Для тех, кто интересуется чистыми карбюраторами, мы включили тех, кто в этой таблице.

Овощи Всего углеводов Волоконно Чистые углеводы Калории Жир Белок
ростки люцерны 2. 1 г 1. 9 г 0. 2 г 23 0. 69 г 3. 99 г
сельдерей 3. 0 г 1. 6 г 1. 4 г 16 0. 2 г 0. 7 г
салат айсберга 3. 0 г 1. 2 г 1. 8 г 14 0. 1 г 0. 9 г
цуккини 3. 11 г 1. 0 г 2. 11 г 17 . 32 г 1. 21 г
белые грибы 3. 3 г 1. 0 г 2. 3 г 22 0. 3 г 3.1 г
редька 3. 4 г 1. 6 г 1. 8 г 16 0. 10 г 0. 68 г
шпинат 3. 6 г 2. 2 г 1. 4 г 23 0. 4 г 2. 9 г
огурец 3. 6 г 0. 5 г 3. 1 г 16 0. 1 г 0. 7 г
рукколой 3. 65 г 1. 6 г 2. 05 г 25 0. 66 г 2. 58 г
Швейцарский мангольд 3. 7 г 1. 6 г 2. 1 г 19 0. 2 г 1. 8 г
спаржа 3. 88 г 2. 1 г 1. 78 г 20 0. 12 г 2. 20 г
томатов 3. 89 г 1. 2 г 1. 69 г 18 0. 2 г 0. 88 г
radicchio 4. 48 г 0. 9 г 3. 58 г 23 0. 25 г 0. 25 г
сладкий перец 4. 71 г 1. 2 г 3. 51 г 18 0. 0 г 1. 18 г
цветная капуста 4. 97 г 2. 0 г 2. 97 г 25 0. 28 г 1. 92 г
брокколи 6. 64 г 2. 6 г 4. 04 г 34 0. 4 г 2. 8 г

* Пищевые ценности, определенные Министерством сельского хозяйства США для сырых, сырых овощей.

Диеты с низким содержанием углеводов Низкоуглеводные диеты

Итак, теперь у вас есть списки фруктов и овощей с низким содержанием углеводов. Сколько из этих продуктов вы хотите включить в свои блюда, зависит от типа низкоуглеводной диеты, за которой вы следите.

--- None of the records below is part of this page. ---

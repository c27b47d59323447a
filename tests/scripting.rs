//! EVAL/EVALSHA and the script cache.

mod support;

use support::*;

#[tokio::test]
async fn eval_returns_converted_values() {
    let server = TestServer::start().await;
    let mut client = server.client().await;

    assert_int(&client.run(cmd![b"EVAL", b"return 1 + 2", b"0"]).await, 3);
    assert_str(&client.run(cmd![b"EVAL", b"return 'hello'", b"0"]).await, "hello");
    assert_nil(&client.run(cmd![b"EVAL", b"return nil", b"0"]).await);
    assert_int(&client.run(cmd![b"EVAL", b"return true", b"0"]).await, 1);
    assert_nil(&client.run(cmd![b"EVAL", b"return false", b"0"]).await);

    let items = array_of(client.run(cmd![b"EVAL", b"return {1, 2, 'three'}", b"0"]).await);
    assert_int(&items[0], 1);
    assert_int(&items[1], 2);
    assert_str(&items[2], "three");
}

#[tokio::test]
async fn keys_and_argv_are_bound() {
    let server = TestServer::start().await;
    let mut client = server.client().await;

    assert_str(
        &client.run(cmd![b"EVAL", b"return KEYS[1]", b"1", b"mykey"]).await,
        "mykey",
    );
    assert_str(
        &client
            .run(cmd![b"EVAL", b"return ARGV[2]", b"0", b"first", b"second"])
            .await,
        "second",
    );
}

#[tokio::test]
async fn scripts_call_back_into_commands() {
    let server = TestServer::start().await;
    let mut client = server.client().await;

    assert_str(
        &client
            .run(cmd![
                b"EVAL",
                b"return server.call('SET', KEYS[1], ARGV[1])",
                b"1",
                b"k",
                b"v",
            ])
            .await,
        "OK",
    );
    assert_str(&client.run(cmd![b"GET", b"k"]).await, "v");

    assert_str(
        &client
            .run(cmd![b"EVAL", b"return redis.call('GET', KEYS[1])", b"1", b"k"])
            .await,
        "v",
    );

    assert_int(
        &client
            .run(cmd![b"EVAL", b"return server.call('INCR', KEYS[1])", b"1", b"n"])
            .await,
        1,
    );
}

#[tokio::test]
async fn call_errors_become_the_reply() {
    let server = TestServer::start().await;
    let mut client = server.client().await;

    client.run(cmd![b"RPUSH", b"list", b"x"]).await;
    let error = error_of(
        &client
            .run(cmd![b"EVAL", b"return server.call('INCR', KEYS[1])", b"1", b"list"])
            .await,
    );
    assert!(error.starts_with("WRONGTYPE"), "{error}");

    // pcall reports the error as a value instead of failing the script.
    let error = error_of(
        &client
            .run(cmd![
                b"EVAL",
                b"local e = server.pcall('INCR', KEYS[1]) return e",
                b"1",
                b"list",
            ])
            .await,
    );
    assert!(error.starts_with("WRONGTYPE"), "{error}");
}

#[tokio::test]
async fn evalsha_uses_the_cache() {
    let server = TestServer::start().await;
    let mut client = server.client().await;

    let missing = "0000000000000000000000000000000000000000";
    let error = error_of(&client.run(cmd![b"EVALSHA", missing.as_bytes(), b"0"]).await);
    assert!(error.starts_with("NOSCRIPT"), "{error}");

    let sha = string_of(&client.run(cmd![b"SCRIPT", b"LOAD", b"return 7"]).await);
    assert_eq!(sha.len(), 40);
    assert_int(&client.run(cmd![b"EVALSHA", &sha, b"0"]).await, 7);

    // EVAL also registers the script.
    client.run(cmd![b"EVAL", b"return 8", b"0"]).await;
    let flags = array_of(
        client
            .run(cmd![b"SCRIPT", b"EXISTS", &sha, missing.as_bytes()])
            .await,
    );
    assert_int(&flags[0], 1);
    assert_int(&flags[1], 0);

    let shown = string_of(&client.run(cmd![b"SCRIPT", b"SHOW", &sha]).await);
    assert_eq!(shown, b"return 7");

    assert_str(&client.run(cmd![b"SCRIPT", b"FLUSH"]).await, "OK");
    let error = error_of(&client.run(cmd![b"EVALSHA", &sha, b"0"]).await);
    assert!(error.starts_with("NOSCRIPT"), "{error}");
}

#[tokio::test]
async fn scripts_cannot_nest() {
    let server = TestServer::start().await;
    let mut client = server.client().await;

    let error = error_of(
        &client
            .run(cmd![b"EVAL", b"return server.call('EVAL', 'return 1', '0')", b"0"])
            .await,
    );
    assert!(error.contains("not allowed from script"), "{error}");
}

Основные типы низкоуглеводных диет включают:

Общий низкоуглеводный. По данным Американской ассоциации диабета, рекомендуемое ежедневное потребление углеводов составляет 130 г в день. Поэтому ежедневное потребление менее 130 г углеводов в день будет считаться диетой с низким содержанием углеводов.

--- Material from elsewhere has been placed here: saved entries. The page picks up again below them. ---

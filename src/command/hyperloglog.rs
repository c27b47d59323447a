use crate::{
    client::Client,
    command::{Arity, Command, CommandKind, CommandResult, Keys},
    db::Str,
    hyperloglog,
    reply::ReplyError,
    store::Store,
};

/// Fetch a key's sketch bytes, validating the magic. `Ok(None)` when the
/// key is absent.
fn sketch_of(
    db: &crate::db::DbInner,
    key: &[u8],
) -> Result<Option<Vec<u8>>, ReplyError> {
    match db.get_str(key)? {
        Some(value) => {
            let bytes = value.to_bytes().to_vec();
            if !hyperloglog::is_valid(&bytes) {
                return Err(ReplyError::InvalidHll);
            }
            Ok(Some(bytes))
        }
        None => Ok(None),
    }
}

pub static PFADD: Command = Command {
    kind: CommandKind::Pfadd,
    name: "pfadd",
    arity: Arity::Minimum(2),
    run: pfadd,
    keys: Keys::Single,
    readonly: false,
    admin: false,
    noscript: false,
    pubsub: false,
    write: true,
};

fn pfadd(client: &mut Client, store: &Store) -> CommandResult {
    let key = client.request.pop()?;
    let elements: Vec<_> = client.request.iter().collect();

    let mut db = store.db(client.db)?.write();
    let existing = sketch_of(&db, &key)?;
    let created = existing.is_none();
    let mut sketch = existing.unwrap_or_else(hyperloglog::create);

    let mut changed = false;
    for element in &elements {
        changed |= hyperloglog::add(&mut sketch, element);
    }

    if created || changed {
        db.set(&key, Str::Raw(sketch).into());
    }
    drop(db);
    client.reply(created || changed);
    Ok(())
}

pub static PFCOUNT: Command = Command {
    kind: CommandKind::Pfcount,
    name: "pfcount",
    arity: Arity::Minimum(2),
    run: pfcount,
    keys: Keys::All,
    readonly: true,
    admin: false,
    noscript: false,
    pubsub: false,
    write: false,
};

fn pfcount(client: &mut Client, store: &Store) -> CommandResult {
    let keys: Vec<_> = client.request.iter().collect();
    let db = store.db(client.db)?.read();

    let count = if keys.len() == 1 {
        match sketch_of(&db, &keys[0])? {
            Some(sketch) => hyperloglog::count(&sketch),
            None => 0,
        }
    } else {
        // Multiple keys: count the union without touching the stored
        // sketches.
        let mut merged = hyperloglog::create();
        for key in &keys {
            if let Some(sketch) = sketch_of(&db, key)? {
                hyperloglog::merge(&mut merged, &sketch);
            }
        }
        hyperloglog::count(&merged)
    };
    drop(db);

    client.reply(i64::try_from(count).unwrap_or(i64::MAX));
    Ok(())
}

pub static PFMERGE: Command = Command {
    kind: CommandKind::Pfmerge,
    name: "pfmerge",
    arity: Arity::Minimum(2),
    run: pfmerge,
    keys: Keys::All,
    readonly: false,
    admin: false,
    noscript: false,
    pubsub: false,
    write: true,
};

fn pfmerge(client: &mut Client, store: &Store) -> CommandResult {
    let destination = client.request.pop()?;
    let sources: Vec<_> = client.request.iter().collect();

    let mut db = store.db(client.db)?.write();
    let mut merged = match sketch_of(&db, &destination)? {
        Some(sketch) => sketch,
        None => hyperloglog::create(),
    };

    for source in &sources {
        if let Some(sketch) = sketch_of(&db, source)? {
            hyperloglog::merge(&mut merged, &sketch);
        }
    }

    db.set(&destination, Str::Raw(merged).into());
    drop(db);
    client.reply("OK");
    Ok(())
}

Диеты кабана. Некоторые диеты, такие как палеолитический или «палео» подход или «первичная» диета, требуют сокращения потребления углеводов. Однако конкретные цифры могут варьироваться от человека к человеку, в зависимости от индивидуальных потребностей и целей. Например, в этих диетах вы можете потреблять от 100 до 150 г углеводов в день до 50 г в день.

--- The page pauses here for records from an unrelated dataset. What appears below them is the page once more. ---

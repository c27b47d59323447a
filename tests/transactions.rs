//! MULTI/EXEC/WATCH behavior, including cross-connection invalidation.

mod support;

use respite::RespValue;
use support::*;

#[tokio::test]
async fn exec_runs_queued_commands_in_order() {
    let server = TestServer::start().await;
    let mut client = server.client().await;

    assert_str(&client.run(cmd![b"MULTI"]).await, "OK");
    assert_str(&client.run(cmd![b"SET", b"a", b"1"]).await, "QUEUED");
    assert_str(&client.run(cmd![b"INCR", b"a"]).await, "QUEUED");
    let replies = array_of(client.run(cmd![b"EXEC"]).await);
    assert_eq!(replies.len(), 2);
    assert_str(&replies[0], "OK");
    assert_int(&replies[1], 2);

    assert_str(&client.run(cmd![b"GET", b"a"]).await, "2");
}

#[tokio::test]
async fn errors_inside_exec_fill_their_slot() {
    let server = TestServer::start().await;
    let mut client = server.client().await;

    client.run(cmd![b"RPUSH", b"list", b"x"]).await;
    client.run(cmd![b"MULTI"]).await;
    client.run(cmd![b"INCR", b"list"]).await;
    client.run(cmd![b"SET", b"ok", b"yes"]).await;

    let replies = array_of(client.run(cmd![b"EXEC"]).await);
    assert_eq!(replies.len(), 2);
    assert!(matches!(replies[0], RespValue::Error(_)));
    assert_str(&replies[1], "OK");
    assert_str(&client.run(cmd![b"GET", b"ok"]).await, "yes");
}

#[tokio::test]
async fn queueing_errors_abort_exec() {
    let server = TestServer::start().await;
    let mut client = server.client().await;

    client.run(cmd![b"MULTI"]).await;
    // Wrong arity is detected while queueing and poisons the transaction.
    let error = error_of(&client.run(cmd![b"GET"]).await);
    assert!(error.starts_with("ERR wrong number of arguments"), "{error}");
    assert_str(&client.run(cmd![b"SET", b"a", b"1"]).await, "QUEUED");

    let error = error_of(&client.run(cmd![b"EXEC"]).await);
    assert!(error.starts_with("EXECABORT"), "{error}");
    assert_nil(&client.run(cmd![b"GET", b"a"]).await);
}

#[tokio::test]
async fn nested_multi_and_stray_exec() {
    let server = TestServer::start().await;
    let mut client = server.client().await;

    let error = error_of(&client.run(cmd![b"EXEC"]).await);
    assert_eq!(error, "ERR EXEC without MULTI");
    let error = error_of(&client.run(cmd![b"DISCARD"]).await);
    assert_eq!(error, "ERR DISCARD without MULTI");

    client.run(cmd![b"MULTI"]).await;
    let error = error_of(&client.run(cmd![b"MULTI"]).await);
    assert_eq!(error, "ERR MULTI calls can not be nested");
    let error = error_of(&client.run(cmd![b"WATCH", b"k"]).await);
    assert_eq!(error, "ERR WATCH inside MULTI is not allowed");
    client.run(cmd![b"DISCARD"]).await;
}

#[tokio::test]
async fn discard_drops_the_queue() {
    let server = TestServer::start().await;
    let mut client = server.client().await;

    client.run(cmd![b"MULTI"]).await;
    client.run(cmd![b"SET", b"a", b"1"]).await;
    assert_str(&client.run(cmd![b"DISCARD"]).await, "OK");
    assert_nil(&client.run(cmd![b"GET", b"a"]).await);
}

#[tokio::test]
async fn watch_aborts_after_foreign_write() {
    let server = TestServer::start().await;
    let mut alice = server.client().await;
    let mut bob = server.client().await;

    alice.run(cmd![b"SET", b"k", b"v0"]).await;
    assert_str(&alice.run(cmd![b"WATCH", b"k"]).await, "OK");
    alice.run(cmd![b"MULTI"]).await;
    alice.run(cmd![b"SET", b"k", b"v1"]).await;

    // Bob writes the watched key inside Alice's window.
    assert_str(&bob.run(cmd![b"SET", b"k", b"vX"]).await, "OK");

    assert_nil(&alice.run(cmd![b"EXEC"]).await);
    assert_str(&alice.run(cmd![b"GET", b"k"]).await, "vX");
}

#[tokio::test]
async fn watch_without_interference_commits() {
    let server = TestServer::start().await;
    let mut client = server.client().await;

    client.run(cmd![b"SET", b"k", b"v0"]).await;
    client.run(cmd![b"WATCH", b"k"]).await;
    client.run(cmd![b"MULTI"]).await;
    client.run(cmd![b"SET", b"k", b"v1"]).await;

    let replies = array_of(client.run(cmd![b"EXEC"]).await);
    assert_str(&replies[0], "OK");
    assert_str(&client.run(cmd![b"GET", b"k"]).await, "v1");
}

#[tokio::test]
async fn unwatch_clears_the_window() {
    let server = TestServer::start().await;
    let mut alice = server.client().await;
    let mut bob = server.client().await;

    alice.run(cmd![b"WATCH", b"k"]).await;
    bob.run(cmd![b"SET", b"k", b"dirty"]).await;
    assert_str(&alice.run(cmd![b"UNWATCH"]).await, "OK");

    // A fresh watch after the write is clean.
    alice.run(cmd![b"WATCH", b"k"]).await;
    alice.run(cmd![b"MULTI"]).await;
    alice.run(cmd![b"SET", b"k", b"mine"]).await;
    let replies = array_of(alice.run(cmd![b"EXEC"]).await);
    assert_str(&replies[0], "OK");
}

#[tokio::test]
async fn watching_an_expiring_key_aborts() {
    let server = TestServer::start().await;
    let mut client = server.client().await;

    client.run(cmd![b"SET", b"k", b"v"]).await;
    client.run(cmd![b"PEXPIRE", b"k", b"50"]).await;
    client.run(cmd![b"WATCH", b"k"]).await;
    client.run(cmd![b"MULTI"]).await;
    client.run(cmd![b"SET", b"k", b"new"]).await;

    tokio::time::sleep(std::time::Duration::from_millis(400)).await;

    // The active expiry cycle deleted the watched key.
    assert_nil(&client.run(cmd![b"EXEC"]).await);
}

Ультра низкоуглеводный. Некоторые люди на очень ограничительной диете с низким содержанием углеводов, такие как кетогенная диета, обычно ограничены до 20 г или менее углеводов в день.

Независимо от того, какую диету вы следуете, вы должны ежедневно добавлять несколько порций фруктов и овощей с низким содержанием углеводов.

Takeaway Takeaway

Диета с низким содержанием углеводов не должна означать - и не должна означать - только белок и жир все время. Фрукты и овощи могут играть важную питательную роль в вашем плане с низким содержанием углеводов.

Храните эти списки фруктов и овощей с низким содержанием углеводов, чтобы помочь сделать вашу тарелку более интересной, а ваше питание более полным, поскольку вы придерживаетесь своего плана с низким содержанием углеводов.